KKK
A member of the Ku Klux Klan demonstrates against the removal of the Confederate flag at the statehouse in South Carolina in June. The KKK has had a long and well-documented presence in the Southern U.S., helping elect 12 members to governor positions in the 1920s alone. Getty Images

A self-styled anonymous hacktivist released a list of alleged Ku Klux Klan members Monday that included several prominent senators and mayors. While the elected officials denied being members of the hate group, Southern history shows the KKK is no stranger to elected office.

Members of the organization helped elect 12 governors and several Congressmen in the 1920s alone, the Southern Poverty Law Center, a civil rights group, found. KKK members also held office in cities across the nation, including in Texas.

The KKK, an anti-black hate group, was started by ex-Confederate soldiers after the U.S. Civil War in the 1860s. The group, which existed throughout the late 19th century and into the early 20th century, saw a resurgence in the early 1920s, caused in part by an influx of immigrants in the early 1900s. The Klan shifted its message to target not only African-Americans but Catholics, Jews and foreigners of all kinds, gaining membership across the country.

During the group's renaissance in the 1920s, as many as 4 to 5 million people in the U.S. were members of the Klan. In Texas, the grip of the KKK was particularly strong, according to a 2010 retrospective in the Dallas Morning News. Dallas celebrated a "Ku Klux Klan Day," complete with a parade for members at its county fair in October 1923 when 13,000 of its 160,000 residents were Klan members.

"[Candidates] backed by the Kluxers had won control of City Hall and the county courthouse. The city police commissioner and the county sheriff were Klansmen," wrote Bryan Woolley for the Dallas Morning News.
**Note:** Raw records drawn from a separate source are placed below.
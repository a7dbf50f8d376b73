use clap::{Args, Parser, Subcommand};
use serde_json::json;

use weathercn_cli::{
    citymap::CityCodeMap,
    client::WeatherClient,
    config::RuntimeConfig,
    error::WeatherError,
    geoip::{FallbackRegionLookup, PconlineLookup, RegionLookup},
    location::LocationSelector,
    model::{WeatherData, WeatherKind},
    resolver::CityResolver,
    transport::{HttpTransport, Transport},
};

#[derive(Debug, Parser)]
#[command(author, version, about = "weather.com.cn crawler (city code resolution + forecasts)")]
struct Cli {
    #[command(subcommand)]
    command: Commands,
}

#[derive(Debug, Subcommand)]
enum Commands {
    /// Current snapshot.
    Now(LocationArgs),
    /// Advisory detail: air quality and lifestyle indices.
    Detail(LocationArgs),
    /// 7-day forecast.
    Week(LocationArgs),
    /// Future-only hourly forecast.
    Hourly {
        #[command(flatten)]
        location: LocationArgs,
        #[arg(long, default_value_t = 24)]
        limit: usize,
    },
    /// 15-day forecast.
    Fifteen(LocationArgs),
    /// Detail, 7-day, hourly and 15-day in one call.
    All {
        #[command(flatten)]
        location: LocationArgs,
        #[arg(long, default_value_t = 24)]
        limit: usize,
    },
    /// IP-derived visitor location.
    Visitor {
        #[arg(long)]
        ip: Option<String>,
    },
}

#[derive(Debug, Args)]
struct LocationArgs {
    /// City name (matched against the city-code table).
    #[arg(long)]
    city: Option<String>,
    #[arg(long)]
    lat: Option<f64>,
    #[arg(long)]
    lon: Option<f64>,
    /// Resolve via IP geolocation.
    #[arg(long)]
    ip: Option<String>,
    /// Explicit provider city code, bypassing resolution.
    #[arg(long)]
    code: Option<String>,
}

impl Cli {
    fn command_name(&self) -> &'static str {
        match &self.command {
            Commands::Now(_) => "weather.now",
            Commands::Detail(_) => "weather.detail",
            Commands::Week(_) => "weather.week",
            Commands::Hourly { .. } => "weather.hourly",
            Commands::Fifteen(_) => "weather.fifteen",
            Commands::All { .. } => "weather.all",
            Commands::Visitor { .. } => "weather.visitor",
        }
    }
}

fn main() {
    env_logger::init();
    let cli = Cli::parse();
    let command = cli.command_name();
    match run(&cli) {
        Ok(output) => println!("{output}"),
        Err(error) => {
            println!("{}", error_envelope(command, &error));
            std::process::exit(exit_code_for(&error));
        }
    }
}

fn run(cli: &Cli) -> Result<String, WeatherError> {
    let config = RuntimeConfig::from_env();
    let transport = HttpTransport::with_timeout(config.timeout_secs)?;
    let region_lookup = FallbackRegionLookup::new(vec![Box::new(PconlineLookup::new(
        transport.clone(),
    ))]);
    let resolver = CityResolver::new(region_lookup, CityCodeMap::from_file(config.city_map_path));
    let client = WeatherClient::new(transport, resolver);
    run_with(cli, &client)
}

fn run_with<T, G, N>(cli: &Cli, client: &WeatherClient<T, G, N>) -> Result<String, WeatherError>
where
    T: Transport,
    G: RegionLookup,
    N: Fn() -> chrono::DateTime<chrono::Utc>,
{
    let command = cli.command_name();

    let (location, kind, limit) = match &cli.command {
        Commands::Now(location) => (location, WeatherKind::Basic, 24),
        Commands::Detail(location) => (location, WeatherKind::Detail, 24),
        Commands::Week(location) => (location, WeatherKind::SevenDay, 24),
        Commands::Hourly { location, limit } => (location, WeatherKind::Hourly, *limit),
        Commands::Fifteen(location) => (location, WeatherKind::FifteenDay, 24),
        Commands::All { location, limit } => (location, WeatherKind::Comprehensive, *limit),
        Commands::Visitor { ip } => {
            let visitor = client.visitor_data(ip.as_deref(), &[])?;
            return success_envelope(command, &visitor);
        }
    };

    let selector = selector_from_args(location)?;
    let city = client.select(&selector, &[])?;
    let data: WeatherData = client.get_weather(&city, kind, limit)?;
    success_envelope(command, &data)
}

fn selector_from_args(args: &LocationArgs) -> Result<LocationSelector, WeatherError> {
    let provided = [
        args.code.is_some(),
        args.city.is_some(),
        args.lat.is_some() || args.lon.is_some(),
        args.ip.is_some(),
    ];
    if provided.iter().filter(|flag| **flag).count() > 1 {
        return Err(WeatherError::invalid_parameter(
            "location",
            "use only one of --code, --city, --lat/--lon, --ip",
        ));
    }

    if let Some(code) = &args.code {
        return Ok(LocationSelector::CityCode(code.clone()));
    }
    if let Some(city) = &args.city {
        return Ok(LocationSelector::CityName(city.clone()));
    }
    match (args.lat, args.lon) {
        (Some(lat), Some(lon)) => return Ok(LocationSelector::Coordinates { lat, lon }),
        (None, None) => {}
        _ => {
            return Err(WeatherError::invalid_parameter(
                "coordinates",
                "provide both --lat and --lon",
            ));
        }
    }
    if let Some(ip) = &args.ip {
        return Ok(LocationSelector::ClientIp(Some(ip.clone())));
    }

    Err(WeatherError::invalid_parameter(
        "location",
        "use --city, --lat/--lon, --ip or --code",
    ))
}

fn success_envelope<P: serde::Serialize>(
    command: &str,
    payload: &P,
) -> Result<String, WeatherError> {
    let result = serde_json::to_value(payload)
        .map_err(|error| WeatherError::Unknown(format!("serialize result: {error}")))?;
    serde_json::to_string(&json!({
        "ok": true,
        "command": command,
        "result": result,
    }))
    .map_err(|error| WeatherError::Unknown(format!("serialize envelope: {error}")))
}

fn error_envelope(command: &str, error: &WeatherError) -> String {
    serde_json::to_string(&json!({
        "ok": false,
        "command": command,
        "error": {
            "code": error.code(),
            "message": error.to_string(),
        }
    }))
    .unwrap_or_else(|_| {
        format!(
            "{{\"ok\":false,\"command\":\"{command}\",\"error\":{{\"code\":9999,\"message\":\"failed to serialize error envelope\"}}}}"
        )
    })
}

/// Caller mistakes (bad flags, unknown city) exit 2; upstream and
/// runtime failures exit 1.
fn exit_code_for(error: &WeatherError) -> i32 {
    match error.code() {
        1001 | 1004 => 2,
        _ => 1,
    }
}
At least 784 hate groups are currently operating in the country, according to the Southern Poverty Law Center, with a high concentration of the Klan operating out of the southeastern United States.

All of the government officials alleged to be in the Klan in 2015 have vehemently denied membership, including several prominent mayors of Southern cities. "I have no idea where this information came from, but wherever it came from, it is wrong," Jim Gray, mayor of Lexington, Kentucky, said Monday.